A number of proposals were made by a modern Chinese banking institution from the 1860s onwards. Li Hongzhang, one of the leaders of the self-strengthening movement, made serious efforts to create a foreign-Chinese joint bank in 1885 and again in 1887.
The Imperial Bank of China (中国通商银行), China's first modern bank, opened for business in 1897. The bank was organised as a joint-stock firm. It adopted the internal regulations of HSBC, and its senior managers were foreign professionals. After the proclamation of the Republic of China, the bank changed its English name to the Commercial Bank of China in 1912. The name more accurately translated its Chinese name and removed any link to the Qing Dynasty.
In 1905, China's first central bank was established as the Bank of the Board of Revenue(大清户部银行). Three years later, its name was changed to the Great Qing Government Bank (大清银行). Intended as a replacement for all existing banknotes, the Da Qing Bank's note was granted exclusive privilege to be used in all public and private fund transfers, including tax payments and debt settlements. Da Qing Bank was also given exclusive privilege to run the state treasury. The Board of Revenue that controlled most of the central government's revenue transferred most of its tax remittance through the bank and its branches. The government entrusted the bank with the transfer of the Salt Surplus Tax, diplomatic expenditures, the management of foreign loans, the payment of foreign indemnities, and the deposit and transfer of the customs tax in many treaty ports.
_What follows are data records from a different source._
//! # Batch Transfer Command
//!
//! `filsign batch <FILE>` reads a JSON array of transfers:
//!
//! ```json
//! [
//!   {"from": "f1...", "to": "f01001", "amount": "1.5"},
//!   {"from": "f1...", "to": "f01002", "amount": "0.25"}
//! ]
//! ```
//!
//! Transfers run one after another and each is printed as soon as it is
//! confirmed. The first failure stops the batch; the error names its
//! 1-based position and everything printed before it is already on chain.

use std::io::{self, Write};
use std::path::{Path, PathBuf};

use filsign_crypto::KeyVault;

use super::execute::write_batch_item;
use super::{write_table, CommandContext, CommandError};
use crate::executor::{BatchTransferRequest, ExecutionReceipt, Executor, TransferRequest};
use crate::gateway::NodeGateway;

/// `filsign batch`.
#[derive(Debug, Clone)]
pub struct BatchCommand {
    file: PathBuf,
    really_do_it: bool,
}

impl BatchCommand {
    /// Create a new batch command.
    #[must_use]
    pub const fn new(file: PathBuf, really_do_it: bool) -> Self {
        Self { file, really_do_it }
    }

    /// Run the batch, or print the plan without `--really-do-it`.
    ///
    /// # Errors
    ///
    /// Returns an error if the file cannot be read, the executor cannot be
    /// built, or a transfer fails.
    pub async fn run(&self, ctx: &CommandContext) -> Result<(), CommandError> {
        let request = load_batch(&self.file)?;
        let mut out = io::stdout();
        if !self.really_do_it {
            return write_plan(&mut out, &request);
        }
        let executor = ctx.executor()?;
        self.run_with(&executor, &request, &mut out).await.map(|_| ())
    }

    /// [`run`](Self::run) with the batch already loaded.
    ///
    /// Returns the confirmed receipts, empty for a preview.
    ///
    /// # Errors
    ///
    /// Returns an error if a transfer fails or the output cannot be
    /// written.
    pub async fn run_with<G: NodeGateway, V: KeyVault, W: Write + Send>(
        &self,
        executor: &Executor<G, V>,
        request: &BatchTransferRequest,
        out: &mut W,
    ) -> Result<Vec<ExecutionReceipt>, CommandError> {
        if !self.really_do_it {
            write_plan(out, request)?;
            return Ok(Vec::new());
        }

        let mut write_error = None;
        let result = executor
            .batch_transfer(request, |index, receipt| {
                if write_error.is_none() {
                    write_error = write_batch_item(out, index, receipt).err();
                }
            })
            .await;
        let receipts = result?;
        if let Some(err) = write_error {
            return Err(err.into());
        }

        writeln!(out, "{} transfers confirmed", receipts.len())?;
        Ok(receipts)
    }
}

/// Reads a batch file.
///
/// # Errors
///
/// Returns [`CommandError::Io`] if the file cannot be read and
/// [`CommandError::Json`] if it is not an array of transfers.
pub fn load_batch(path: &Path) -> Result<BatchTransferRequest, CommandError> {
    let content = std::fs::read_to_string(path)?;
    let items: Vec<TransferRequest> = serde_json::from_str(&content)?;
    tracing::debug!(path = %path.display(), items = items.len(), "loaded batch");
    Ok(BatchTransferRequest { items })
}

fn write_plan(out: &mut impl Write, request: &BatchTransferRequest) -> Result<(), CommandError> {
    let rows: Vec<Vec<String>> = request
        .items
        .iter()
        .enumerate()
        .map(|(offset, item)| {
            vec![
                (offset + 1).to_string(),
                item.from.clone(),
                item.to.clone(),
                item.amount.clone(),
            ]
        })
        .collect();
    writeln!(out, "Would run {} transfers in order:", rows.len())?;
    write_table(out, &["#", "From", "To", "Amount (FIL)"], &rows)?;
    writeln!(out, "Pass --really-do-it to sign and broadcast.")?;
    Ok(())
}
Photo of the first meeting between government officials and businessmen of Board of Revenue
Note of Board of Revenue
Following the Xinhai Revolution of 1911, Daqing Bank was renamed the Bank of China. This bank continues to exist today.
Another government bank, the Bank of Communications (交通银行), was organised in 1908 by the Ministry of Posts and Communications to raise money for the redemption of the Beijing-Hankou Railway from Belgian contractors. The bank's aim was to unify funding for steamship lines, railways, as well as telegraph and postal facilities.